Osteogenic potential of bone marrow stromal cells on smooth, roughened, and tricalcium phosphate-modified titanium alloy surfaces

Abstract

Purpose: This study investigated the influence of smooth, roughened, and tricalcium phosphate (TCP)-coated roughened titanium-aluminum-vanadium (Ti-6Al-4V) surfaces on the osteogenic potential of rat bone marrow stromal cells (BMSCs).
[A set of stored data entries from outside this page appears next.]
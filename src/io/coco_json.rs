//! COCO JSON export and import.
//!
//! # Export
//!
//! Produces a single pretty-printed document with `info`, `licenses`,
//! `images`, `annotations` and `categories`:
//!
//! - images get 1-based ids in input order,
//! - annotations get 1-based ids in encounter order (image order, then each
//!   image's annotation order) and integer `bbox: [x, y, width, height]`,
//! - categories are the distinct labels actually used, sorted by id. If the
//!   same label id was used under two names, the first one seen wins.
//!
//! # Import
//!
//! The document must be an object carrying `images`, `annotations` and
//! `categories`. Everything after that is best-effort: image files are
//! located with [`resolve_image_file`], images that cannot be found are
//! dropped along with their annotations, and every such decision is
//! recorded in the returned [`ImportReport`].

use std::collections::{BTreeMap, HashMap, HashSet};
use std::fs::File;
use std::io::{BufReader, BufWriter, Write};
use std::path::{Path, PathBuf};

use chrono::{Datelike, Local, NaiveDateTime};
use serde::{Deserialize, Serialize};

use super::report::{ImportCounts, ImportIssue, ImportIssueCode, ImportReport};
use super::resolve::{resolve_image_file, ResolvedVia};
use crate::error::{BoxlabelError, EmptyExportReason};
use crate::labels::LabelId;
use crate::model::{Annotation, BoundingBox, Image};

/// `info.description` of every exported document.
pub const EXPORT_DESCRIPTION: &str = "Image Annotation Tool - Annotated Dataset";

const REQUIRED_KEYS: [&str; 3] = ["images", "annotations", "categories"];

// ============================================================================
// Export schema
// ============================================================================

/// An exported COCO document, ready to serialize.
#[derive(Clone, Debug, PartialEq, Serialize)]
pub struct CocoDocument {
    pub info: CocoInfo,
    pub licenses: Vec<serde_json::Value>,
    pub images: Vec<CocoImage>,
    pub annotations: Vec<CocoAnnotation>,
    pub categories: Vec<CocoCategory>,
}

#[derive(Clone, Debug, PartialEq, Serialize)]
pub struct CocoInfo {
    pub description: String,
    pub url: String,
    pub version: String,
    pub year: i32,
    pub contributor: String,
    pub date_created: String,
}

#[derive(Clone, Debug, PartialEq, Serialize)]
pub struct CocoImage {
    pub id: u64,
    pub file_name: String,
    pub width: u32,
    pub height: u32,
    pub date_captured: String,
    pub license: u32,
    pub coco_url: String,
    pub flickr_url: String,
}

#[derive(Clone, Debug, PartialEq, Serialize)]
pub struct CocoAnnotation {
    pub id: u64,
    pub image_id: u64,
    pub category_id: i64,
    pub bbox: [i32; 4],
    pub area: i64,
    pub segmentation: Vec<serde_json::Value>,
    pub iscrowd: u8,
}

#[derive(Clone, Debug, PartialEq, Serialize)]
pub struct CocoCategory {
    pub id: i64,
    pub name: String,
    pub supercategory: String,
}

// ============================================================================
// Import schema (lenient: only the fields import uses)
// ============================================================================

#[derive(Debug, Deserialize)]
struct CocoInput {
    images: Vec<CocoImageIn>,
    annotations: Vec<CocoAnnotationIn>,
    categories: Vec<CocoCategoryIn>,
}

#[derive(Debug, Deserialize)]
struct CocoImageIn {
    id: i64,
    file_name: String,
    #[serde(default)]
    width: u32,
    #[serde(default)]
    height: u32,
}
Methods: Machined smooth (MS), grit-blasted roughened (MT), and roughened surfaces coated with TCP were prepared from Ti-6Al-4V. Plastic surfaces were used as a control. Surface topography and chemical characteristics were determined. Cell attachment, morphology, proliferation, and temporal expression of mRNA and protein markers associated with bone healing were examined.
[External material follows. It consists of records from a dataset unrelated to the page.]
//! The project label set.
//!
//! Labels are defined before annotation begins. Each has a user-assigned
//! positive integer id and a unique, non-blank name. The registry is not
//! versioned: redefining it does not touch annotations that already carry a
//! `label_id`, which is why annotations cache `label_name` themselves.

use std::collections::BTreeMap;
use std::fmt;

use serde::{Deserialize, Serialize};
use thiserror::Error;

/// A label identifier as assigned by the user (or by a COCO category id).
///
/// Signed so that invalid input (zero, negatives) can be represented and
/// rejected by validation instead of failing to parse.
#[derive(Clone, Copy, PartialEq, Eq, PartialOrd, Ord, Hash, Serialize, Deserialize)]
#[serde(transparent)]
pub struct LabelId(pub i64);

impl LabelId {
    #[inline]
    pub fn new(id: i64) -> Self {
        Self(id)
    }

    #[inline]
    pub fn as_i64(&self) -> i64 {
        self.0
    }

    #[inline]
    pub fn is_positive(&self) -> bool {
        self.0 > 0
    }
}

impl From<i64> for LabelId {
    fn from(id: i64) -> Self {
        LabelId::new(id)
    }
}

impl From<i32> for LabelId {
    fn from(id: i32) -> Self {
        LabelId::new(id.into())
    }
}

impl fmt::Debug for LabelId {
    fn fmt(&self, f: &mut fmt::Formatter<'_>) -> fmt::Result {
        write!(f, "LabelId({})", self.0)
    }
}

impl fmt::Display for LabelId {
    fn fmt(&self, f: &mut fmt::Formatter<'_>) -> fmt::Result {
        write!(f, "{}", self.0)
    }
}

/// Errors raised when editing the label set.
#[derive(Clone, Debug, PartialEq, Eq, Error)]
pub enum LabelError {
    #[error("label id must be positive (got {0})")]
    NonPositiveId(LabelId),

    #[error("label name cannot be empty")]
    BlankName,

    #[error("label id {0} already exists")]
    DuplicateId(LabelId),

    #[error("label '{0}' already exists")]
    DuplicateName(String),
}

/// A label that could not be merged into the registry.
#[derive(Clone, Debug, PartialEq, Eq)]
pub struct LabelConflict {
    pub label_id: LabelId,
    pub label_name: String,
    pub reason: LabelError,
}

/// Bidirectional id <-> name mapping for the active project.
#[derive(Clone, Debug, Default, Serialize, Deserialize)]
pub struct LabelRegistry {
    labels: BTreeMap<LabelId, String>,
}

impl LabelRegistry {
    pub fn new() -> Self {
        Self::default()
    }

    /// Builds a registry from `(id, name)` pairs, rejecting the first entry
    /// that breaks a uniqueness or validity rule.
    pub fn from_pairs<I, N>(pairs: I) -> Result<Self, LabelError>
    where
        I: IntoIterator<Item = (LabelId, N)>,
        N: Into<String>,
    {
        let mut registry = Self::new();
        for (id, name) in pairs {
            registry.add(id, name)?;
        }
        Ok(registry)
    }

    /// Replaces the whole label set. On error the registry is unchanged.
    pub fn set_labels<I, N>(&mut self, pairs: I) -> Result<(), LabelError>
    where
        I: IntoIterator<Item = (LabelId, N)>,
        N: Into<String>,
    {
        *self = Self::from_pairs(pairs)?;
        Ok(())
    }

    /// Adds one label. The name is trimmed before it is stored.
    pub fn add(&mut self, id: LabelId, name: impl Into<String>) -> Result<(), LabelError> {
        let name = name.into().trim().to_string();

        if !id.is_positive() {
            return Err(LabelError::NonPositiveId(id));
        }
        if name.is_empty() {
            return Err(LabelError::BlankName);
        }
        if self.labels.contains_key(&id) {
            return Err(LabelError::DuplicateId(id));
        }
        if self.id_of(&name).is_some() {
            return Err(LabelError::DuplicateName(name));
        }

        self.labels.insert(id, name);
        Ok(())
    }

    /// Removes a label, returning its name.
    pub fn remove(&mut self, id: LabelId) -> Option<String> {
        self.labels.remove(&id)
    }

    /// Adds every label that does not collide with an existing one.
    ///
    /// An incoming pair identical to an existing entry is a no-op. Anything
    /// else that collides is left out of the registry and returned.
    pub fn merge<'a, I>(&mut self, incoming: I) -> Vec<LabelConflict>
    where
        I: IntoIterator<Item = (&'a LabelId, &'a String)>,
    {
        let mut conflicts = Vec::new();
        for (&id, name) in incoming {
            if self.name_of(id) == Some(name.trim()) {
                continue;
            }
            if let Err(reason) = self.add(id, name.as_str()) {
                conflicts.push(LabelConflict {
                    label_id: id,
                    label_name: name.clone(),
                    reason,
                });
            }
        }
        conflicts
    }

    pub fn name_of(&self, id: LabelId) -> Option<&str> {
        self.labels.get(&id).map(String::as_str)
    }

    pub fn id_of(&self, name: &str) -> Option<LabelId> {
        self.labels
            .iter()
            .find(|(_, label)| label.as_str() == name)
            .map(|(id, _)| *id)
    }

    /// Labels sorted by id.
    pub fn iter(&self) -> impl Iterator<Item = (LabelId, &str)> {
        self.labels.iter().map(|(id, name)| (*id, name.as_str()))
    }

    pub fn as_map(&self) -> &BTreeMap<LabelId, String> {
        &self.labels
    }

    pub fn len(&self) -> usize {
        self.labels.len()
    }

    pub fn is_empty(&self) -> bool {
        self.labels.is_empty()
    }

    pub fn clear(&mut self) {
        self.labels.clear();
    }
}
Results: Roughness values were 0.09 ± 0.02 Μm, 2.71 ± 0.24 Μm, and 6.08 ± 0.62 Μm for MS, MT, and TCP, respectively. Cell attachment was similar on all surfaces. The cell expansion phase occurred during days 1 to 3 on MS surfaces and days 3 to 5 on MT and TCP surfaces. The earlier onset of differentiation on MS surfaces versus MT and TCP surfaces was evidenced by: high mRNA expression peak for Runx2 at day 5 on MS (day 7 on MT and TCP); higher mRNA expression for osteopontin, osteonectin, bone sialoprotein (BSP), osteocalcin, type 1 collagen, and alkaline phosphatase over days 5 to 12 on MS compared with MT and TCP; higher levels of bone matrix proteins on MS compared with MT, with only BSP detected on TCP; cell morphology consistent with descriptions of differentiating osteoblasts apparent at day 5 on MS and absent on MT. Compared to plastic surfaces, Ti-6Al-4V appeared to suppress mRNA for interleukin 1Β, tumor necrosis factor alpha, and peroxisome proliferator-activated receptor gamma expression and upregulate osteoprotegerin.
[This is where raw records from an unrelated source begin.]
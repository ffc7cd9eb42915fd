//! Boxlabel: the core of a bounding-box image annotation tool.
//!
//! Boxlabel keeps a collection of images, the rectangular annotations drawn
//! on them and the label set those annotations use, and moves that data in
//! and out of CSV and COCO JSON. Display-side concerns (fitting an image to a
//! viewport, turning a mouse drag into an image-space box) live here too, so
//! a front end only has to draw.
//!
//! # Modules
//!
//! - [`model`]: boxes, annotations, images and their ids
//! - [`labels`]: the label registry
//! - [`store`]: annotation CRUD and validation
//! - [`collection`]: ordered images with a navigation cursor, bulk loading
//! - [`loader`]: reading image dimensions from disk
//! - [`transform`]: display <-> image coordinate mapping
//! - [`interaction`]: drawing and selecting with a pointer
//! - [`io`]: CSV and COCO formats
//! - [`stats`]: export summaries
//! - [`session`]: one project tying the above together
//! - [`error`]: error types

pub mod collection;
pub mod error;
pub mod interaction;
pub mod io;
pub mod labels;
pub mod loader;
pub mod model;
pub mod session;
pub mod stats;
pub mod store;
pub mod transform;

use std::path::PathBuf;

use clap::{Parser, Subcommand};
use serde::Serialize;

pub use error::BoxlabelError;

use crate::io::{ImportOptions, ImportReport};
use crate::labels::LabelConflict;
use crate::loader::ImagesizeLoader;
use crate::session::Session;
use crate::stats::ExportStats;

/// The boxlabel CLI application.
#[derive(Parser)]
#[command(name = "boxlabel")]
#[command(version, author, about)]
#[command(propagate_version = true)]
struct Cli {
    #[command(subcommand)]
    command: Option<Commands>,
}

#[derive(Subcommand)]
enum Commands {
    /// Import a COCO JSON dataset, report what was found, optionally re-export.
    Import(ImportArgs),
    /// Load images from subdirectories of a base directory and summarize them.
    Scan(ScanArgs),
}

#[derive(clap::Args)]
struct ImportArgs {
    /// COCO JSON file to import.
    input: PathBuf,

    /// Directory image file names are resolved against (default: the
    /// directory containing the JSON file).
    #[arg(long, env = "BOXLABEL_BASE_DIR")]
    base_dir: Option<PathBuf>,

    /// Also write the imported annotations as CSV.
    #[arg(long, value_name = "FILE")]
    csv: Option<PathBuf>,

    /// Also write the imported annotations as COCO JSON.
    #[arg(long, value_name = "FILE")]
    coco: Option<PathBuf>,

    /// Report format ('text' or 'json').
    #[arg(long, default_value = "text")]
    output: String,
}

#[derive(clap::Args)]
struct ScanArgs {
    /// Base directory.
    base: PathBuf,

    /// Subdirectories of BASE to load images from.
    #[arg(required = true)]
    subdirs: Vec<PathBuf>,

    /// Label set file (`label_id,label_name` CSV).
    #[arg(long, value_name = "FILE")]
    labels: Option<PathBuf>,

    /// Write the loaded images as COCO JSON.
    #[arg(long, value_name = "FILE")]
    coco: Option<PathBuf>,

    /// Write the loaded images as CSV.
    #[arg(long, value_name = "FILE")]
    csv: Option<PathBuf>,

    /// Report format ('text' or 'json').
    #[arg(long, default_value = "text")]
    output: String,
}

#[derive(Clone, Copy, PartialEq, Eq)]
enum OutputFormat {
    Text,
    Json,
}

impl OutputFormat {
    fn parse(value: &str) -> Result<Self, BoxlabelError> {
        match value {
            "text" => Ok(Self::Text),
            "json" => Ok(Self::Json),
            other => Err(BoxlabelError::UnsupportedFormat(format!(
                "'{}' (supported: text, json)",
                other
            ))),
        }
    }
}

/// Run the boxlabel CLI.
///
/// This is the main entry point for the CLI, called from `main.rs`.
pub fn run() -> Result<(), BoxlabelError> {
    let cli = Cli::parse();

    match cli.command {
        Some(Commands::Import(args)) => run_import(args),
        Some(Commands::Scan(args)) => run_scan(args),
        None => {
            println!("boxlabel {}", env!("CARGO_PKG_VERSION"));
            println!();
            println!("Bounding-box annotation core with CSV and COCO interchange.");
            println!();
            println!("Run 'boxlabel --help' for usage information.");
            Ok(())
        }
    }
}

#[derive(Serialize)]
struct ConflictJson {
    label_id: i64,
    label_name: String,
    reason: String,
}

impl From<&LabelConflict> for ConflictJson {
    fn from(conflict: &LabelConflict) -> Self {
        Self {
            label_id: conflict.label_id.as_i64(),
            label_name: conflict.label_name.clone(),
            reason: conflict.reason.to_string(),
        }
    }
}

#[derive(Serialize)]
struct ImportSummary<'a> {
    report: &'a ImportReport,
    label_conflicts: Vec<ConflictJson>,
    stats: &'a ExportStats,
}

fn run_import(args: ImportArgs) -> Result<(), BoxlabelError> {
    let output = OutputFormat::parse(&args.output)?;

    let options = ImportOptions {
        base_dir: args.base_dir,
    };
    let import = io::read_coco_json(&args.input, &options)?;
    let report = import.report.clone();

    let mut session = Session::without_validation();
    let conflicts = session.merge_import(import);
    let stats = session.stats();

    match output {
        OutputFormat::Json => {
            let summary = ImportSummary {
                report: &report,
                label_conflicts: conflicts.iter().map(ConflictJson::from).collect(),
                stats: &stats,
            };
            print_json(&summary)?;
        }
        OutputFormat::Text => {
            println!("Imported {}", args.input.display());
            print!("{}", report);
            if !conflicts.is_empty() {
                println!();
                println!("Label conflicts ({}):", conflicts.len());
                for conflict in &conflicts {
                    println!(
                        "  - {} '{}': {}",
                        conflict.label_id, conflict.label_name, conflict.reason
                    );
                }
            }
            println!();
            print!("{}", stats);
        }
    }

    export_requested(&session, args.csv, args.coco, output)
}

#[derive(Serialize)]
struct ScanSummary<'a> {
    base: &'a std::path::Path,
    loaded: usize,
    skipped: Vec<SkippedJson>,
    labels: Vec<(i64, &'a str)>,
    stats: &'a ExportStats,
}

#[derive(Serialize)]
struct SkippedJson {
    path: String,
    reason: String,
}

fn run_scan(args: ScanArgs) -> Result<(), BoxlabelError> {
    let output = OutputFormat::parse(&args.output)?;

    let mut session = Session::new();
    if let Some(path) = &args.labels {
        session.labels = io::read_labels_csv(path)?;
    }

    let outcome = session.bulk_load(&args.base, &args.subdirs, &ImagesizeLoader)?;
    let stats = session.stats();

    match output {
        OutputFormat::Json => {
            let summary = ScanSummary {
                base: session.images.base_path().unwrap_or(args.base.as_path()),
                loaded: outcome.loaded,
                skipped: outcome
                    .skipped
                    .iter()
                    .map(|s| SkippedJson {
                        path: s.path.display().to_string(),
                        reason: s.reason.clone(),
                    })
                    .collect(),
                labels: session
                    .labels
                    .iter()
                    .map(|(id, name)| (id.as_i64(), name))
                    .collect(),
                stats: &stats,
            };
            print_json(&summary)?;
        }
        OutputFormat::Text => {
            println!(
                "Loaded {} image(s) from {}",
                outcome.loaded,
                args.base.display()
            );
            if !outcome.skipped.is_empty() {
                println!();
                println!("Skipped ({}):", outcome.skipped.len());
                for skipped in &outcome.skipped {
                    println!("  - {}: {}", skipped.path.display(), skipped.reason);
                }
            }
            if !session.labels.is_empty() {
                println!();
                println!("Labels ({}):", session.labels.len());
                for (id, name) in session.labels.iter() {
                    println!("  {:>4}  {}", id, name);
                }
            }
            println!();
            print!("{}", stats);
        }
    }

    export_requested(&session, args.csv, args.coco, output)
}

fn export_requested(
    session: &Session,
    csv: Option<PathBuf>,
    coco: Option<PathBuf>,
    output: OutputFormat,
) -> Result<(), BoxlabelError> {
    if let Some(path) = csv {
        session.export_csv(&path)?;
        if output == OutputFormat::Text {
            println!("Wrote {}", path.display());
        }
    }
    if let Some(path) = coco {
        session.export_coco(&path)?;
        if output == OutputFormat::Text {
            println!("Wrote {}", path.display());
        }
    }
    Ok(())
}

fn print_json<T: Serialize>(value: &T) -> Result<(), BoxlabelError> {
    let json = serde_json::to_string_pretty(value).map_err(std::io::Error::from)?;
    println!("{}", json);
    Ok(())
}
Conclusions: Cell expansion was delayed on roughened Ti-6Al-4V surfaces, impeding osteoblast differentiation and bone matrix synthesis. These results disagree with a number of published studies examining pure titanium. Ti-6Al-4V surfaces appear to assist in the resolution of proinflammatory cytokines and inhibit BMSC differentiation toward adipocytes.